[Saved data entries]
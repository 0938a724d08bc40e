//! End-to-end tests for subscriptions: leases, renewal, retry and
//! name-pattern autosubscribe.

use std::time::Duration;

use pretty_assertions::assert_eq;

use mapper_rs::{
    Graph, GraphConfig, Lease, MemoryTransport, NetworkEvent, ObjectId, ObjectKind, ObjectTypes, Property,
    RecordDelta, SubscriptionRequest, Timetag,
};

fn setup(config: GraphConfig) -> (Graph, MemoryTransport) {
    let transport = MemoryTransport::new();
    transport.set_time(Timetag::new(2_000, 0));
    // Leases outlive the default device timeout; keep devices alive.
    let config = GraphConfig { device_timeout_secs: 0, ..config };
    (Graph::with_config(transport.clone(), config), transport)
}

fn announce_device(transport: &MemoryTransport, id: u64, name: &str) {
    transport.inject(NetworkEvent::announce(
        RecordDelta::new(ObjectKind::Device, ObjectId(id)).with(Property::Name, name),
    ));
}

fn request(device: u64, types: ObjectTypes, lease_secs: u32) -> SubscriptionRequest {
    SubscriptionRequest { device: ObjectId(device), types, lease_secs }
}

#[test]
fn test_renewing_lease_is_renewed_before_expiry() {
    let (mut graph, transport) = setup(GraphConfig::default());
    announce_device(&transport, 1, "synth");
    graph.poll(Duration::ZERO);

    graph.subscribe(ObjectId(1), ObjectTypes::ALL, Lease::Renewing).unwrap();
    assert_eq!(transport.take_subscription_requests(), vec![request(1, ObjectTypes::ALL, 60)]);

    transport.advance(49.0);
    graph.poll(Duration::ZERO);
    assert!(transport.take_subscription_requests().is_empty());

    transport.advance(2.0);
    graph.poll(Duration::ZERO);
    assert_eq!(transport.take_subscription_requests(), vec![request(1, ObjectTypes::ALL, 60)]);
    let sub = graph.subscription(ObjectId(1)).unwrap();
    assert_eq!(sub.expires, Some(Timetag::new(2_111, 0)));
}

#[test]
fn test_temporary_lease_lapses() {
    let (mut graph, transport) = setup(GraphConfig::default());
    announce_device(&transport, 1, "synth");
    graph.poll(Duration::ZERO);

    graph.subscribe(ObjectId(1), ObjectTypes::SIGNAL, Lease::from_secs(30)).unwrap();
    assert_eq!(graph.subscription(ObjectId(1)).unwrap().lease, Lease::Seconds(30));

    transport.advance(29.0);
    graph.poll(Duration::ZERO);
    assert!(graph.subscription(ObjectId(1)).is_some());

    transport.advance(1.0);
    graph.poll(Duration::ZERO);
    assert!(graph.subscription(ObjectId(1)).is_none());
    assert_eq!(transport.subscription_requests().len(), 1);
}

#[test]
fn test_failed_request_is_retried_on_poll() {
    let (mut graph, transport) = setup(GraphConfig::default());
    announce_device(&transport, 1, "synth");
    graph.poll(Duration::ZERO);

    transport.fail_next(2);
    graph.subscribe(ObjectId(1), ObjectTypes::DEVICE, Lease::Renewing).unwrap();
    assert!(graph.subscription(ObjectId(1)).unwrap().pending);

    graph.poll(Duration::ZERO);
    assert!(graph.subscription(ObjectId(1)).unwrap().pending);
    graph.poll(Duration::ZERO);
    let sub = graph.subscription(ObjectId(1)).unwrap();
    assert!(!sub.pending);
    assert!(sub.expires.is_some());
    assert_eq!(transport.subscription_requests().len(), 1);
}

#[test]
fn test_pattern_subscribes_matching_devices_as_they_appear() {
    let (mut graph, transport) = setup(GraphConfig::default());
    announce_device(&transport, 1, "synth.1");
    graph.poll(Duration::ZERO);

    graph.subscribe("synth*", ObjectTypes::SIGNAL, Lease::Renewing).unwrap();
    announce_device(&transport, 2, "mixer.1");
    announce_device(&transport, 3, "synth.2");
    graph.poll(Duration::ZERO);

    let mut subscribed: Vec<ObjectId> = graph.subscriptions().map(|s| s.device).collect();
    subscribed.sort();
    assert_eq!(subscribed, vec![ObjectId(1), ObjectId(3)]);
    assert_eq!(graph.subscription(ObjectId(3)).unwrap().pattern.as_deref(), Some("synth*"));

    transport.take_subscription_requests();
    graph.unsubscribe("synth*").unwrap();
    assert_eq!(graph.subscriptions().count(), 0);
    let mut cancels = transport.take_subscription_requests();
    cancels.sort_by_key(|r| r.device);
    assert_eq!(cancels, vec![request(1, ObjectTypes::SIGNAL, 0), request(3, ObjectTypes::SIGNAL, 0)]);

    announce_device(&transport, 4, "synth.3");
    graph.poll(Duration::ZERO);
    assert!(graph.subscription(ObjectId(4)).is_none());
}

#[test]
fn test_autosubscribe_covers_every_device() {
    let config = GraphConfig::default().with_autosubscribe(ObjectTypes::SIGNAL | ObjectTypes::MAP);
    let (mut graph, transport) = setup(config);

    announce_device(&transport, 1, "synth");
    // A signal for an unknown device creates an unnamed placeholder.
    transport.inject(NetworkEvent::announce(
        RecordDelta::new(ObjectKind::Signal, ObjectId(10))
            .with(Property::Name, "freq")
            .with(Property::Device, ObjectId(2)),
    ));
    graph.poll(Duration::ZERO);

    let types = graph.subscription(ObjectId(1)).unwrap().types;
    assert_eq!(types, ObjectTypes::SIGNAL | ObjectTypes::MAP);
    assert!(graph.subscription(ObjectId(2)).is_some());
}

#[test]
fn test_cancel_and_device_removal_drop_subscription() {
    let (mut graph, transport) = setup(GraphConfig::default());
    announce_device(&transport, 1, "synth");
    announce_device(&transport, 2, "mixer");
    graph.poll(Duration::ZERO);

    graph.subscribe(ObjectId(1), ObjectTypes::ALL, Lease::Renewing).unwrap();
    graph.subscribe(ObjectId(2), ObjectTypes::ALL, Lease::Renewing).unwrap();

    graph.subscribe(ObjectId(1), ObjectTypes::ALL, Lease::Cancel).unwrap();
    assert!(graph.subscription(ObjectId(1)).is_none());
    assert_eq!(transport.subscription_requests().last(), Some(&request(1, ObjectTypes::ALL, 0)));
    graph.unsubscribe(ObjectId(1)).unwrap();

    transport.inject(NetworkEvent::remove(ObjectKind::Device, ObjectId(2)));
    graph.poll(Duration::ZERO);
    assert!(graph.subscription(ObjectId(2)).is_none());
}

> [Your objective]:
All of the data above needs to be set down again exactly. Include every line.

> [Your solution]:
repository 0938a724d08bc40e
//! End-to-end tests for subscriptions: leases, renewal, retry and
//! name-pattern autosubscribe.

use std::time::Duration;

use pretty_assertions::assert_eq;

use mapper_rs::{
    Graph, GraphConfig, Lease, MemoryTransport, NetworkEvent, ObjectId, ObjectKind, ObjectTypes, Property,
    RecordDelta, SubscriptionRequest, Timetag,
};

fn setup(config: GraphConfig) -> (Graph, MemoryTransport) {
    let transport = MemoryTransport::new();
    transport.set_time(Timetag::new(2_000, 0));
    // Leases outlive the default device timeout; keep devices alive.
    let config = GraphConfig { device_timeout_secs: 0, ..config };
    (Graph::with_config(transport.clone(), config), transport)
}

fn announce_device(transport: &MemoryTransport, id: u64, name: &str) {
    transport.inject(NetworkEvent::announce(
        RecordDelta::new(ObjectKind::Device, ObjectId(id)).with(Property::Name, name),
    ));
}

fn request(device: u64, types: ObjectTypes, lease_secs: u32) -> SubscriptionRequest {
    SubscriptionRequest { device: ObjectId(device), types, lease_secs }
}

#[test]
fn test_renewing_lease_is_renewed_before_expiry() {
    let (mut graph, transport) = setup(GraphConfig::default());
    announce_device(&transport, 1, "synth");
    graph.poll(Duration::ZERO);

    graph.subscribe(ObjectId(1), ObjectTypes::ALL, Lease::Renewing).unwrap();
    assert_eq!(transport.take_subscription_requests(), vec![request(1, ObjectTypes::ALL, 60)]);

    transport.advance(49.0);
    graph.poll(Duration::ZERO);
    assert!(transport.take_subscription_requests().is_empty());

    transport.advance(2.0);
    graph.poll(Duration::ZERO);
    assert_eq!(transport.take_subscription_requests(), vec![request(1, ObjectTypes::ALL, 60)]);
    let sub = graph.subscription(ObjectId(1)).unwrap();
    assert_eq!(sub.expires, Some(Timetag::new(2_111, 0)));
}

#[test]
fn test_temporary_lease_lapses() {
    let (mut graph, transport) = setup(GraphConfig::default());
    announce_device(&transport, 1, "synth");
    graph.poll(Duration::ZERO);

    graph.subscribe(ObjectId(1), ObjectTypes::SIGNAL, Lease::from_secs(30)).unwrap();
    assert_eq!(graph.subscription(ObjectId(1)).unwrap().lease, Lease::Seconds(30));

    transport.advance(29.0);
    graph.poll(Duration::ZERO);
    assert!(graph.subscription(ObjectId(1)).is_some());

    transport.advance(1.0);
    graph.poll(Duration::ZERO);
    assert!(graph.subscription(ObjectId(1)).is_none());
    assert_eq!(transport.subscription_requests().len(), 1);
}

#[test]
fn test_failed_request_is_retried_on_poll() {
    let (mut graph, transport) = setup(GraphConfig::default());
    announce_device(&transport, 1, "synth");
    graph.poll(Duration::ZERO);

    transport.fail_next(2);
    graph.subscribe(ObjectId(1), ObjectTypes::DEVICE, Lease::Renewing).unwrap();
    assert!(graph.subscription(ObjectId(1)).unwrap().pending);

    graph.poll(Duration::ZERO);
    assert!(graph.subscription(ObjectId(1)).unwrap().pending);
    graph.poll(Duration::ZERO);
    let sub = graph.subscription(ObjectId(1)).unwrap();
    assert!(!sub.pending);
    assert!(sub.expires.is_some());
    assert_eq!(transport.subscription_requests().len(), 1);
}

#[test]
fn test_pattern_subscribes_matching_devices_as_they_appear() {
    let (mut graph, transport) = setup(GraphConfig::default());
    announce_device(&transport, 1, "synth.1");
    graph.poll(Duration::ZERO);

    graph.subscribe("synth*", ObjectTypes::SIGNAL, Lease::Renewing).unwrap();
    announce_device(&transport, 2, "mixer.1");
    announce_device(&transport, 3, "synth.2");
    graph.poll(Duration::ZERO);

    let mut subscribed: Vec<ObjectId> = graph.subscriptions().map(|s| s.device).collect();
    subscribed.sort();
    assert_eq!(subscribed, vec![ObjectId(1), ObjectId(3)]);
    assert_eq!(graph.subscription(ObjectId(3)).unwrap().pattern.as_deref(), Some("synth*"));

    transport.take_subscription_requests();
    graph.unsubscribe("synth*").unwrap();
    assert_eq!(graph.subscriptions().count(), 0);
    let mut cancels = transport.take_subscription_requests();
    cancels.sort_by_key(|r| r.device);
    assert_eq!(cancels, vec![request(1, ObjectTypes::SIGNAL, 0), request(3, ObjectTypes::SIGNAL, 0)]);

    announce_device(&transport, 4, "synth.3");
    graph.poll(Duration::ZERO);
    assert!(graph.subscription(ObjectId(4)).is_none());
}

#[test]
fn test_autosubscribe_covers_every_device() {
    let config = GraphConfig::default().with_autosubscribe(ObjectTypes::SIGNAL | ObjectTypes::MAP);
    let (mut graph, transport) = setup(config);

    announce_device(&transport, 1, "synth");
    // A signal for an unknown device creates an unnamed placeholder.
    transport.inject(NetworkEvent::announce(
        RecordDelta::new(ObjectKind::Signal, ObjectId(10))
            .with(Property::Name, "freq")
            .with(Property::Device, ObjectId(2)),
    ));
    graph.poll(Duration::ZERO);

    let types = graph.subscription(ObjectId(1)).unwrap().types;
    assert_eq!(types, ObjectTypes::SIGNAL | ObjectTypes::MAP);
    assert!(graph.subscription(ObjectId(2)).is_some());
}

#[test]
fn test_cancel_and_device_removal_drop_subscription() {
    let (mut graph, transport) = setup(GraphConfig::default());
    announce_device(&transport, 1, "synth");
    announce_device(&transport, 2, "mixer");
    graph.poll(Duration::ZERO);

    graph.subscribe(ObjectId(1), ObjectTypes::ALL, Lease::Renewing).unwrap();
    graph.subscribe(ObjectId(2), ObjectTypes::ALL, Lease::Renewing).unwrap();

    graph.subscribe(ObjectId(1), ObjectTypes::ALL, Lease::Cancel).unwrap();
    assert!(graph.subscription(ObjectId(1)).is_none());
    assert_eq!(transport.subscription_requests().last(), Some(&request(1, ObjectTypes::ALL, 0)));
    graph.unsubscribe(ObjectId(1)).unwrap();

    transport.inject(NetworkEvent::remove(ObjectKind::Device, ObjectId(2)));
    graph.poll(Duration::ZERO);
    assert!(graph.subscription(ObjectId(2)).is_none());
}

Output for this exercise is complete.